#### YOUR INSTRUCTIONS:
Scanning the entries below, copy every line that contains the word "CacheInner".

#### RECORDS SHOWN:

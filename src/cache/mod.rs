//! Bounded key/value cache with per-entry TTL and LRU eviction.
//!
//! Higher layers memoize expensive operations here. Two independent
//! ceilings bound the cache: an item count and a total estimated byte
//! size, both enforced before every insertion. Expired entries are
//! reclaimed lazily on access and by a periodic sweep.

use std::collections::HashMap;
use std::future::Future;
use std::hash::Hash;
use std::sync::atomic::{AtomicU64, Ordering};
use std::sync::{Arc, Weak};
use std::time::{Duration, Instant};

use parking_lot::Mutex;
use serde::Serialize;

use crate::config::CacheConfig;
use crate::core::AppResult;

/// Ceiling on the periodic sweep interval, so a long default TTL cannot
/// leave expired memory lingering for minutes.
const MAX_SWEEP_INTERVAL: Duration = Duration::from_secs(60);

/// Fallback size estimate when a value cannot be serialized.
const FALLBACK_ENTRY_BYTES: usize = 64;

struct CacheEntry<V> {
    value: V,
    expires_at: Instant,
    access_count: u64,
    last_accessed_at: Instant,
    size_bytes: usize,
}

struct CacheInner<K, V> {
    entries: HashMap<K, CacheEntry<V>>,
    memory_bytes: u64,
}

/// Cache statistics, snapshotted by [`AdaptiveCache::stats`].
#[derive(Debug, Clone, Serialize)]
pub struct CacheStats {
    /// Live entry count.
    pub size: usize,
    /// hits / (hits + misses); 0 when no accesses have occurred.
    pub hit_rate: f64,
    /// Total estimated bytes held.
    pub memory_usage_bytes: u64,
    /// `get` calls that returned a value.
    pub hits: u64,
    /// `get` calls that found nothing, including expired entries.
    pub misses: u64,
    /// Insertions performed.
    pub sets: u64,
    /// Explicit deletions performed.
    pub deletes: u64,
    /// Entries removed by LRU eviction or TTL expiry (lazy or swept).
    pub evictions: u64,
}

/// Generic bounded cache with TTL expiry and least-recently-used eviction.
///
/// All map access goes through one mutex; contention is acceptable at the
/// documented scale of at most a few thousand entries.
pub struct AdaptiveCache<K, V> {
    inner: Mutex<CacheInner<K, V>>,
    default_ttl: Duration,
    max_items: usize,
    max_memory_bytes: u64,
    estimator: Arc<dyn Fn(&V) -> usize + Send + Sync>,
    hits: AtomicU64,
    misses: AtomicU64,
    sets: AtomicU64,
    deletes: AtomicU64,
    evictions: AtomicU64,
}

impl<K, V> AdaptiveCache<K, V>
where
    K: Eq + Hash + Clone,
    V: Clone,
{
    /// Build a cache whose size estimator is the serialized JSON length
    /// of each value.
    pub fn new(config: &CacheConfig) -> Self
    where
        V: Serialize,
    {
        Self::with_estimator(config, |value: &V| {
            serde_json::to_vec(value)
                .map(|b| b.len())
                .unwrap_or(FALLBACK_ENTRY_BYTES)
        })
    }

    /// Build a cache with a caller-supplied size estimator.
    pub fn with_estimator(
        config: &CacheConfig,
        estimator: impl Fn(&V) -> usize + Send + Sync + 'static,
    ) -> Self {
        Self {
            inner: Mutex::new(CacheInner {
                entries: HashMap::new(),
                memory_bytes: 0,
            }),
            default_ttl: Duration::from_millis(config.default_ttl_ms),
            max_items: config.max_items,
            max_memory_bytes: config.max_memory_bytes,
            estimator: Arc::new(estimator),
            hits: AtomicU64::new(0),
            misses: AtomicU64::new(0),
            sets: AtomicU64::new(0),
            deletes: AtomicU64::new(0),
            evictions: AtomicU64::new(0),
        }
    }

    /// Insert or replace an entry. `ttl` defaults to the configured TTL.
    ///
    /// Capacity is settled before the insert: least-recently-accessed
    /// entries are evicted until both the item-count and byte ceilings
    /// hold, or the cache is empty.
    pub fn set(&self, key: K, value: V, ttl: Option<Duration>) {
        let size_bytes = (self.estimator)(&value);
        let now = Instant::now();
        let mut inner = self.inner.lock();
        if let Some(old) = inner.entries.remove(&key) {
            inner.memory_bytes = inner.memory_bytes.saturating_sub(old.size_bytes as u64);
        }
        self.ensure_capacity(&mut inner, size_bytes as u64);
        inner.entries.insert(
            key,
            CacheEntry {
                value,
                expires_at: now + ttl.unwrap_or(self.default_ttl),
                access_count: 0,
                last_accessed_at: now,
                size_bytes,
            },
        );
        inner.memory_bytes += size_bytes as u64;
        self.sets.fetch_add(1, Ordering::Relaxed);
    }

    /// Look up an unexpired entry, refreshing its recency.
    ///
    /// An expired entry found here counts as a miss and is deleted on the
    /// spot, independent of the periodic sweep.
    pub fn get(&self, key: &K) -> Option<V> {
        let now = Instant::now();
        let mut inner = self.inner.lock();
        let live = inner.entries.get(key).map(|e| e.expires_at > now);
        match live {
            Some(true) => {
                self.hits.fetch_add(1, Ordering::Relaxed);
                inner.entries.get_mut(key).map(|entry| {
                    entry.access_count += 1;
                    entry.last_accessed_at = now;
                    entry.value.clone()
                })
            }
            Some(false) => {
                if let Some(entry) = inner.entries.remove(key) {
                    inner.memory_bytes =
                        inner.memory_bytes.saturating_sub(entry.size_bytes as u64);
                }
                self.misses.fetch_add(1, Ordering::Relaxed);
                self.evictions.fetch_add(1, Ordering::Relaxed);
                None
            }
            None => {
                self.misses.fetch_add(1, Ordering::Relaxed);
                None
            }
        }
    }

    /// Whether an unexpired entry exists. Does not touch recency or the
    /// hit/miss counters.
    pub fn has(&self, key: &K) -> bool {
        let now = Instant::now();
        let inner = self.inner.lock();
        inner
            .entries
            .get(key)
            .map(|e| e.expires_at > now)
            .unwrap_or(false)
    }

    /// Remove an entry. Returns whether one was present.
    pub fn delete(&self, key: &K) -> bool {
        let mut inner = self.inner.lock();
        match inner.entries.remove(key) {
            Some(entry) => {
                inner.memory_bytes = inner.memory_bytes.saturating_sub(entry.size_bytes as u64);
                self.deletes.fetch_add(1, Ordering::Relaxed);
                true
            }
            None => false,
        }
    }

    /// Look up a batch of keys, one slot per input key.
    pub fn get_many(&self, keys: &[K]) -> Vec<Option<V>> {
        keys.iter().map(|k| self.get(k)).collect()
    }

    /// Insert a batch of entries under one TTL choice.
    pub fn set_many(&self, items: Vec<(K, V)>, ttl: Option<Duration>) {
        for (key, value) in items {
            self.set(key, value, ttl);
        }
    }

    /// Return the cached value for `key`, or invoke `compute`, store its
    /// result, and return it.
    ///
    /// Concurrent calls for the same key during an in-flight compute are
    /// not deduplicated; both may invoke `compute`.
    pub async fn with_cache<F, Fut>(&self, key: K, compute: F, ttl: Option<Duration>) -> AppResult<V>
    where
        F: FnOnce() -> Fut,
        Fut: Future<Output = AppResult<V>>,
    {
        if let Some(value) = self.get(&key) {
            return Ok(value);
        }
        let value = compute().await?;
        self.set(key, value.clone(), ttl);
        Ok(value)
    }

    /// Drop every entry.
    pub fn clear(&self) {
        let mut inner = self.inner.lock();
        let dropped = inner.entries.len();
        inner.entries.clear();
        inner.memory_bytes = 0;
        if dropped > 0 {
            tracing::debug!(dropped, "cache cleared");
        }
    }

    /// Live entry count.
    pub fn len(&self) -> usize {
        self.inner.lock().entries.len()
    }

    /// Whether the cache holds no entries.
    pub fn is_empty(&self) -> bool {
        self.inner.lock().entries.is_empty()
    }

    /// Total estimated bytes currently held.
    pub fn memory_usage_bytes(&self) -> u64 {
        self.inner.lock().memory_bytes
    }

    /// Snapshot cache statistics. The hit rate is computed here, never
    /// dividing by zero.
    pub fn stats(&self) -> CacheStats {
        let hits = self.hits.load(Ordering::Relaxed);
        let misses = self.misses.load(Ordering::Relaxed);
        let accesses = hits + misses;
        let inner = self.inner.lock();
        CacheStats {
            size: inner.entries.len(),
            hit_rate: if accesses == 0 {
                0.0
            } else {
                hits as f64 / accesses as f64
            },
            memory_usage_bytes: inner.memory_bytes,
            hits,
            misses,
            sets: self.sets.load(Ordering::Relaxed),
            deletes: self.deletes.load(Ordering::Relaxed),
            evictions: self.evictions.load(Ordering::Relaxed),
        }
    }

    /// Purge every expired entry regardless of capacity pressure.
    /// Returns the number removed.
    pub fn sweep_expired(&self) -> usize {
        let now = Instant::now();
        let mut inner = self.inner.lock();
        let before = inner.entries.len();
        let mut reclaimed: u64 = 0;
        inner.entries.retain(|_, entry| {
            if entry.expires_at > now {
                true
            } else {
                reclaimed += entry.size_bytes as u64;
                false
            }
        });
        inner.memory_bytes = inner.memory_bytes.saturating_sub(reclaimed);
        let removed = before - inner.entries.len();
        if removed > 0 {
            self.evictions.fetch_add(removed as u64, Ordering::Relaxed);
            tracing::debug!(removed, "swept expired cache entries");
        }
        removed
    }

    /// Interval for the periodic sweep: a quarter of the default TTL,
    /// capped so long TTLs still sweep at least once a minute.
    pub fn sweep_interval(&self) -> Duration {
        (self.default_ttl / 4).min(MAX_SWEEP_INTERVAL)
    }

    /// Evict least-recently-accessed entries until both ceilings can
    /// absorb `incoming_bytes`, or the cache is empty.
    ///
    /// The victim search is a linear min-scan over `last_accessed_at`.
    /// That is adequate at the documented scale (at most a few thousand
    /// entries); an ordered index would be needed before growing beyond
    /// that.
    fn ensure_capacity(&self, inner: &mut CacheInner<K, V>, incoming_bytes: u64) {
        while !inner.entries.is_empty()
            && (inner.entries.len() >= self.max_items
                || inner.memory_bytes + incoming_bytes > self.max_memory_bytes)
        {
            let victim = inner
                .entries
                .iter()
                .min_by_key(|(_, e)| e.last_accessed_at)
                .map(|(k, _)| k.clone());
            let Some(key) = victim else { break };
            if let Some(entry) = inner.entries.remove(&key) {
                inner.memory_bytes = inner.memory_bytes.saturating_sub(entry.size_bytes as u64);
                self.evictions.fetch_add(1, Ordering::Relaxed);
                tracing::debug!("evicted least-recently-used cache entry");
            }
        }
    }
}

impl<K, V> AdaptiveCache<K, V>
where
    K: Eq + Hash + Clone + Send + 'static,
    V: Clone + Send + 'static,
{
    /// Spawn the periodic expiry sweep. The loop holds only a weak
    /// reference and exits on its own once the cache is dropped.
    pub fn start_sweeper(self: &Arc<Self>) -> tokio::task::JoinHandle<()> {
        let cache: Weak<Self> = Arc::downgrade(self);
        let period = self.sweep_interval();
        tokio::spawn(async move {
            let mut ticker = tokio::time::interval(period);
            ticker.set_missed_tick_behavior(tokio::time::MissedTickBehavior::Delay);
            loop {
                ticker.tick().await;
                let Some(cache) = cache.upgrade() else { break };
                cache.sweep_expired();
            }
        })
    }
}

#### TASK OUTPUT:
struct CacheInner<K, V> {
    inner: Mutex<CacheInner<K, V>>,
            inner: Mutex::new(CacheInner {
    fn ensure_capacity(&self, inner: &mut CacheInner<K, V>, incoming_bytes: u64) {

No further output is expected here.